Exercise goal ▸ All the data must be output exactly as given.

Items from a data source
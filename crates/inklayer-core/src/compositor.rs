//! Merges every author's layer into the visible output surface.

use crate::layer::LayerStore;
use crate::snapshot::{SnapshotResult, encode_png};
use image::imageops::{self, FilterType};
use image::{Rgba, RgbaImage};
use std::borrow::Cow;

/// Rebuilds the composed output wholesale on every call.
#[derive(Debug, Clone)]
pub struct Compositor {
    output: RgbaImage,
    recompose_count: u64,
}

impl Compositor {
    pub fn new(width: u32, height: u32) -> Self {
        Self {
            output: RgbaImage::new(width, height),
            recompose_count: 0,
        }
    }

    /// Clear the output and draw the local layer, then every remote layer in
    /// creation order, each alpha-over the result so far.
    pub fn recompose(&mut self, layers: &LayerStore) {
        let (w, h) = layers.geometry().device_size();
        if self.output.dimensions() == (w, h) {
            self.output.pixels_mut().for_each(|p| *p = Rgba([0, 0, 0, 0]));
        } else {
            self.output = RgbaImage::new(w, h);
        }

        for layer in layers.iter_ordered() {
            let pixels = if layer.device_size() == (w, h) {
                Cow::Borrowed(layer.pixels())
            } else {
                Cow::Owned(imageops::resize(layer.pixels(), w, h, FilterType::Triangle))
            };
            imageops::overlay(&mut self.output, pixels.as_ref(), 0, 0);
        }
        self.recompose_count += 1;
    }

    /// The composed image.
    pub fn output(&self) -> &RgbaImage {
        &self.output
    }

    /// Pixel of the composed image, transparent when out of bounds.
    pub fn pixel(&self, x: u32, y: u32) -> Rgba<u8> {
        self.output.get_pixel_checked(x, y).copied().unwrap_or(Rgba([0, 0, 0, 0]))
    }

    /// Number of recompositions so far.
    pub fn recompose_count(&self) -> u64 {
        self.recompose_count
    }

    /// Encode the composed image as PNG.
    pub fn export_png(&self) -> SnapshotResult<Vec<u8>> {
        encode_png(&self.output)
    }
}

#[cfg(test)]
mod tests {
    use super::*;
    use crate::layer::{AuthorId, SurfaceGeometry};
    use kurbo::Size;

    fn store() -> LayerStore {
        LayerStore::new(SurfaceGeometry::new(Size::new(10.0, 10.0), 1.0))
    }

    fn paint(layers: &mut LayerStore, author: &AuthorId, x: u32, y: u32, color: Rgba<u8>) {
        layers.get_or_create(author).pixels_mut().put_pixel(x, y, color);
    }

    #[test]
    fn test_later_layers_draw_over_earlier() {
        let mut layers = store();
        let red = Rgba([255, 0, 0, 255]);
        let blue = Rgba([0, 0, 255, 255]);
        paint(&mut layers, &AuthorId::Local, 1, 1, red);
        paint(&mut layers, &AuthorId::remote("a"), 1, 1, blue);
        paint(&mut layers, &AuthorId::remote("a"), 2, 2, blue);
        paint(&mut layers, &AuthorId::Local, 3, 3, red);

        let mut compositor = Compositor::new(10, 10);
        compositor.recompose(&layers);
        assert_eq!(compositor.pixel(1, 1), blue);
        assert_eq!(compositor.pixel(2, 2), blue);
        assert_eq!(compositor.pixel(3, 3), red);
        assert_eq!(compositor.pixel(5, 5)[3], 0);
    }

    #[test]
    fn test_recompose_is_idempotent() {
        let mut layers = store();
        paint(&mut layers, &AuthorId::remote("a"), 4, 4, Rgba([0, 128, 0, 128]));
        let mut compositor = Compositor::new(10, 10);
        compositor.recompose(&layers);
        let first = compositor.output().clone();
        compositor.recompose(&layers);
        assert_eq!(compositor.output(), &first);
        assert_eq!(compositor.recompose_count(), 2);
    }

    #[test]
    fn test_removed_layer_disappears() {
        let mut layers = store();
        let bob = AuthorId::remote("bob");
        paint(&mut layers, &bob, 0, 0, Rgba([9, 9, 9, 255]));
        let mut compositor = Compositor::new(10, 10);
        compositor.recompose(&layers);
        assert_eq!(compositor.pixel(0, 0)[3], 255);

        layers.remove(&bob);
        compositor.recompose(&layers);
        assert_eq!(compositor.pixel(0, 0)[3], 0);
    }

    #[test]
    fn test_output_follows_geometry() {
        let mut layers = store();
        let mut compositor = Compositor::new(1, 1);
        layers.resize_all(SurfaceGeometry::new(Size::new(20.0, 5.0), 2.0));
        compositor.recompose(&layers);
        assert_eq!(compositor.output().dimensions(), (40, 10));
    }

    #[test]
    fn test_export_png_decodes() {
        let mut layers = store();
        paint(&mut layers, &AuthorId::Local, 2, 3, Rgba([10, 20, 30, 255]));
        let mut compositor = Compositor::new(10, 10);
        compositor.recompose(&layers);
        let png = compositor.export_png().unwrap();
        let decoded = image::load_from_memory(&png).unwrap().into_rgba8();
        assert_eq!(decoded.get_pixel(2, 3), &Rgba([10, 20, 30, 255]));
    }
}
//! Headless InkLayer peer.
//!
//! Joins a room, mirrors every participant's layer and writes the composed
//! canvas to a PNG when the time is up.
//!
//! ```text
//! inklayer-peer [room] [output.png] [seconds]
//! ```
//!
//! Everything else comes from the session config file.

use std::error::Error;
use std::path::PathBuf;
use std::thread;
use std::time::{Duration, Instant};

use inklayer_core::{DrawingSession, NativeWebSocket, SessionConfig, SessionEvent};

const FRAME: Duration = Duration::from_millis(16);

fn main() -> Result<(), Box<dyn Error>> {
    env_logger::init();

    let mut args = std::env::args().skip(1);
    let mut config = SessionConfig::load_default()?;
    if let Some(room) = args.next() {
        config.room = room;
    }
    let output = PathBuf::from(args.next().unwrap_or_else(|| "inklayer.png".to_string()));
    let seconds: u64 = match args.next() {
        Some(raw) => raw.parse()?,
        None => 10,
    };

    log::info!("Starting InkLayer peer for room {}", config.room);

    let mut session = DrawingSession::from_config(&config);
    session.join_room(&config.room);

    let mut client = NativeWebSocket::with_policy(config.reconnect_policy());
    client.connect(&config.relay_url)?;

    let deadline = Instant::now() + Duration::from_secs(seconds);
    while Instant::now() < deadline {
        for event in client.poll_events() {
            session.handle_client_event(event);
        }
        if client.is_connected() {
            for frame in session.take_outgoing() {
                if let Err(e) = client.send(&frame) {
                    log::warn!("Failed to send frame: {}", e);
                }
            }
        }
        for event in session.poll_events() {
            report(&event);
        }
        if let Some(metrics) = session.poll_metrics(Instant::now()) {
            log::debug!(
                "pending={} strokes={} clock={}",
                metrics.pending_events,
                metrics.buffered_strokes,
                metrics.logical_clock
            );
        }
        thread::sleep(FRAME);
    }

    client.disconnect();
    std::fs::write(&output, session.download()?)?;
    log::info!("Wrote {}", output.display());
    Ok(())
}

fn report(event: &SessionEvent) {
    match event {
        SessionEvent::ParticipantJoined(p) => log::info!("{} joined", p.username),
        SessionEvent::ParticipantLeft { user_id, username } => {
            log::info!("{} left", username.as_deref().unwrap_or(user_id))
        }
        SessionEvent::UsernameAssigned(name) => log::info!("Relay renamed us to {}", name),
        SessionEvent::RelayError(message) => log::warn!("Relay error: {}", message),
        SessionEvent::Connection(state) => log::info!("Connection: {:?}", state),
        SessionEvent::Repainted
        | SessionEvent::RosterChanged
        | SessionEvent::CursorMoved { .. }
        | SessionEvent::LayerRestored { .. } => {}
    }
}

Answer section ▸
filename crates/inklayer-core/src/compositor.rs
//! Merges every author's layer into the visible output surface.

use crate::layer::LayerStore;
use crate::snapshot::{SnapshotResult, encode_png};
use image::imageops::{self, FilterType};
use image::{Rgba, RgbaImage};
use std::borrow::Cow;

/// Rebuilds the composed output wholesale on every call.
#[derive(Debug, Clone)]
pub struct Compositor {
    output: RgbaImage,
    recompose_count: u64,
}

impl Compositor {
    pub fn new(width: u32, height: u32) -> Self {
        Self {
            output: RgbaImage::new(width, height),
            recompose_count: 0,
        }
    }

    /// Clear the output and draw the local layer, then every remote layer in
    /// creation order, each alpha-over the result so far.
    pub fn recompose(&mut self, layers: &LayerStore) {
        let (w, h) = layers.geometry().device_size();
        if self.output.dimensions() == (w, h) {
            self.output.pixels_mut().for_each(|p| *p = Rgba([0, 0, 0, 0]));
        } else {
            self.output = RgbaImage::new(w, h);
        }

        for layer in layers.iter_ordered() {
            let pixels = if layer.device_size() == (w, h) {
                Cow::Borrowed(layer.pixels())
            } else {
                Cow::Owned(imageops::resize(layer.pixels(), w, h, FilterType::Triangle))
            };
            imageops::overlay(&mut self.output, pixels.as_ref(), 0, 0);
        }
        self.recompose_count += 1;
    }

    /// The composed image.
    pub fn output(&self) -> &RgbaImage {
        &self.output
    }

    /// Pixel of the composed image, transparent when out of bounds.
    pub fn pixel(&self, x: u32, y: u32) -> Rgba<u8> {
        self.output.get_pixel_checked(x, y).copied().unwrap_or(Rgba([0, 0, 0, 0]))
    }

    /// Number of recompositions so far.
    pub fn recompose_count(&self) -> u64 {
        self.recompose_count
    }

    /// Encode the composed image as PNG.
    pub fn export_png(&self) -> SnapshotResult<Vec<u8>> {
        encode_png(&self.output)
    }
}

#[cfg(test)]
mod tests {
    use super::*;
    use crate::layer::{AuthorId, SurfaceGeometry};
    use kurbo::Size;

    fn store() -> LayerStore {
        LayerStore::new(SurfaceGeometry::new(Size::new(10.0, 10.0), 1.0))
    }

    fn paint(layers: &mut LayerStore, author: &AuthorId, x: u32, y: u32, color: Rgba<u8>) {
        layers.get_or_create(author).pixels_mut().put_pixel(x, y, color);
    }

    #[test]
    fn test_later_layers_draw_over_earlier() {
        let mut layers = store();
        let red = Rgba([255, 0, 0, 255]);
        let blue = Rgba([0, 0, 255, 255]);
        paint(&mut layers, &AuthorId::Local, 1, 1, red);
        paint(&mut layers, &AuthorId::remote("a"), 1, 1, blue);
        paint(&mut layers, &AuthorId::remote("a"), 2, 2, blue);
        paint(&mut layers, &AuthorId::Local, 3, 3, red);

        let mut compositor = Compositor::new(10, 10);
        compositor.recompose(&layers);
        assert_eq!(compositor.pixel(1, 1), blue);
        assert_eq!(compositor.pixel(2, 2), blue);
        assert_eq!(compositor.pixel(3, 3), red);
        assert_eq!(compositor.pixel(5, 5)[3], 0);
    }

    #[test]
    fn test_recompose_is_idempotent() {
        let mut layers = store();
        paint(&mut layers, &AuthorId::remote("a"), 4, 4, Rgba([0, 128, 0, 128]));
        let mut compositor = Compositor::new(10, 10);
        compositor.recompose(&layers);
        let first = compositor.output().clone();
        compositor.recompose(&layers);
        assert_eq!(compositor.output(), &first);
        assert_eq!(compositor.recompose_count(), 2);
    }

    #[test]
    fn test_removed_layer_disappears() {
        let mut layers = store();
        let bob = AuthorId::remote("bob");
        paint(&mut layers, &bob, 0, 0, Rgba([9, 9, 9, 255]));
        let mut compositor = Compositor::new(10, 10);
        compositor.recompose(&layers);
        assert_eq!(compositor.pixel(0, 0)[3], 255);

        layers.remove(&bob);
        compositor.recompose(&layers);
        assert_eq!(compositor.pixel(0, 0)[3], 0);
    }

    #[test]
    fn test_output_follows_geometry() {
        let mut layers = store();
        let mut compositor = Compositor::new(1, 1);
        layers.resize_all(SurfaceGeometry::new(Size::new(20.0, 5.0), 2.0));
        compositor.recompose(&layers);
        assert_eq!(compositor.output().dimensions(), (40, 10));
    }

    #[test]
    fn test_export_png_decodes() {
        let mut layers = store();
        paint(&mut layers, &AuthorId::Local, 2, 3, Rgba([10, 20, 30, 255]));
        let mut compositor = Compositor::new(10, 10);
        compositor.recompose(&layers);
        let png = compositor.export_png().unwrap();
        let decoded = image::load_from_memory(&png).unwrap().into_rgba8();
        assert_eq!(decoded.get_pixel(2, 3), &Rgba([10, 20, 30, 255]));
    }
}
//! Headless InkLayer peer.
//!
//! Joins a room, mirrors every participant's layer and writes the composed
//! canvas to a PNG when the time is up.
//!
//! ```text
//! inklayer-peer [room] [output.png] [seconds]
//! ```
//!
//! Everything else comes from the session config file.

use std::error::Error;
use std::path::PathBuf;
use std::thread;
use std::time::{Duration, Instant};

use inklayer_core::{DrawingSession, NativeWebSocket, SessionConfig, SessionEvent};

const FRAME: Duration = Duration::from_millis(16);

fn main() -> Result<(), Box<dyn Error>> {
    env_logger::init();

    let mut args = std::env::args().skip(1);
    let mut config = SessionConfig::load_default()?;
    if let Some(room) = args.next() {
        config.room = room;
    }
    let output = PathBuf::from(args.next().unwrap_or_else(|| "inklayer.png".to_string()));
    let seconds: u64 = match args.next() {
        Some(raw) => raw.parse()?,
        None => 10,
    };

    log::info!("Starting InkLayer peer for room {}", config.room);

    let mut session = DrawingSession::from_config(&config);
    session.join_room(&config.room);

    let mut client = NativeWebSocket::with_policy(config.reconnect_policy());
    client.connect(&config.relay_url)?;

    let deadline = Instant::now() + Duration::from_secs(seconds);
    while Instant::now() < deadline {
        for event in client.poll_events() {
            session.handle_client_event(event);
        }
        if client.is_connected() {
            for frame in session.take_outgoing() {
                if let Err(e) = client.send(&frame) {
                    log::warn!("Failed to send frame: {}", e);
                }
            }
        }
        for event in session.poll_events() {
            report(&event);
        }
        if let Some(metrics) = session.poll_metrics(Instant::now()) {
            log::debug!(
                "pending={} strokes={} clock={}",
                metrics.pending_events,
                metrics.buffered_strokes,
                metrics.logical_clock
            );
        }
        thread::sleep(FRAME);
    }

    client.disconnect();
    std::fs::write(&output, session.download()?)?;
    log::info!("Wrote {}", output.display());
    Ok(())
}

fn report(event: &SessionEvent) {
    match event {
        SessionEvent::ParticipantJoined(p) => log::info!("{} joined", p.username),
        SessionEvent::ParticipantLeft { user_id, username } => {
            log::info!("{} left", username.as_deref().unwrap_or(user_id))
        }
        SessionEvent::UsernameAssigned(name) => log::info!("Relay renamed us to {}", name),
        SessionEvent::RelayError(message) => log::warn!("Relay error: {}", message),
        SessionEvent::Connection(state) => log::info!("Connection: {:?}", state),
        SessionEvent::Repainted
        | SessionEvent::RosterChanged
        | SessionEvent::CursorMoved { .. }
        | SessionEvent::LayerRestored { .. } => {}
    }
}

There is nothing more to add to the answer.